Stored data:
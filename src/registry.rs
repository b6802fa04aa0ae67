//! Handler registry keyed by logical (unprefixed) topic

use std::collections::hash_map::{self, HashMap};
use std::fmt;
use std::sync::Arc;

/// Callback invoked with the topic and payload of every matching message
pub type MessageHandler = Arc<dyn Fn(&str, &[u8]) + Send + Sync>;

/// Wrap a closure as a shareable [`MessageHandler`]
pub fn message_handler<F>(handler: F) -> MessageHandler
where
    F: Fn(&str, &[u8]) + Send + Sync + 'static,
{
    Arc::new(handler)
}

/// Mapping from logical topic to handler
///
/// Keys are unique; inserting an existing topic replaces its handler.
/// Iteration order is unspecified.
#[derive(Clone, Default)]
pub struct HandlerRegistry {
    handlers: HashMap<String, MessageHandler>,
}

impl HandlerRegistry {
    pub fn new() -> Self {
        Self::default()
    }

    /// Register a handler, returning the one it replaced
    pub fn insert<S, F>(&mut self, topic: S, handler: F) -> Option<MessageHandler>
    where
        S: Into<String>,
        F: Fn(&str, &[u8]) + Send + Sync + 'static,
    {
        self.insert_shared(topic, message_handler(handler))
    }

    /// Register an already shared handler, returning the one it replaced
    pub fn insert_shared<S: Into<String>>(
        &mut self,
        topic: S,
        handler: MessageHandler,
    ) -> Option<MessageHandler> {
        self.handlers.insert(topic.into(), handler)
    }

    /// Builder form of [`HandlerRegistry::insert`]
    pub fn with_handler<S, F>(mut self, topic: S, handler: F) -> Self
    where
        S: Into<String>,
        F: Fn(&str, &[u8]) + Send + Sync + 'static,
    {
        self.insert(topic, handler);
        self
    }

    pub fn remove(&mut self, topic: &str) -> Option<MessageHandler> {
        self.handlers.remove(topic)
    }

    pub fn get(&self, topic: &str) -> Option<&MessageHandler> {
        self.handlers.get(topic)
    }

    pub fn contains(&self, topic: &str) -> bool {
        self.handlers.contains_key(topic)
    }

    pub fn len(&self) -> usize {
        self.handlers.len()
    }

    pub fn is_empty(&self) -> bool {
        self.handlers.is_empty()
    }

    /// Logical topics, sorted for stable output
    pub fn topics(&self) -> Vec<&str> {
        let mut topics: Vec<&str> = self.handlers.keys().map(String::as_str).collect();
        topics.sort_unstable();
        topics
    }

    pub fn iter(&self) -> hash_map::Iter<'_, String, MessageHandler> {
        self.handlers.iter()
    }
}

impl fmt::Debug for HandlerRegistry {
    fn fmt(&self, f: &mut fmt::Formatter<'_>) -> fmt::Result {
        f.debug_struct("HandlerRegistry")
            .field("topics", &self.topics())
            .finish()
    }
}

impl<S: Into<String>> FromIterator<(S, MessageHandler)> for HandlerRegistry {
    fn from_iter<I: IntoIterator<Item = (S, MessageHandler)>>(iter: I) -> Self {
        let mut registry = Self::new();
        for (topic, handler) in iter {
            registry.insert_shared(topic, handler);
        }
        registry
    }
}

impl<'a> IntoIterator for &'a HandlerRegistry {
    type Item = (&'a String, &'a MessageHandler);
    type IntoIter = hash_map::Iter<'a, String, MessageHandler>;

    fn into_iter(self) -> Self::IntoIter {
        self.handlers.iter()
    }
}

» TASK DIRECTIONS
In the preceding records, how many lines include the word "HashMap"? Reply with the number only.

» ANSWER
2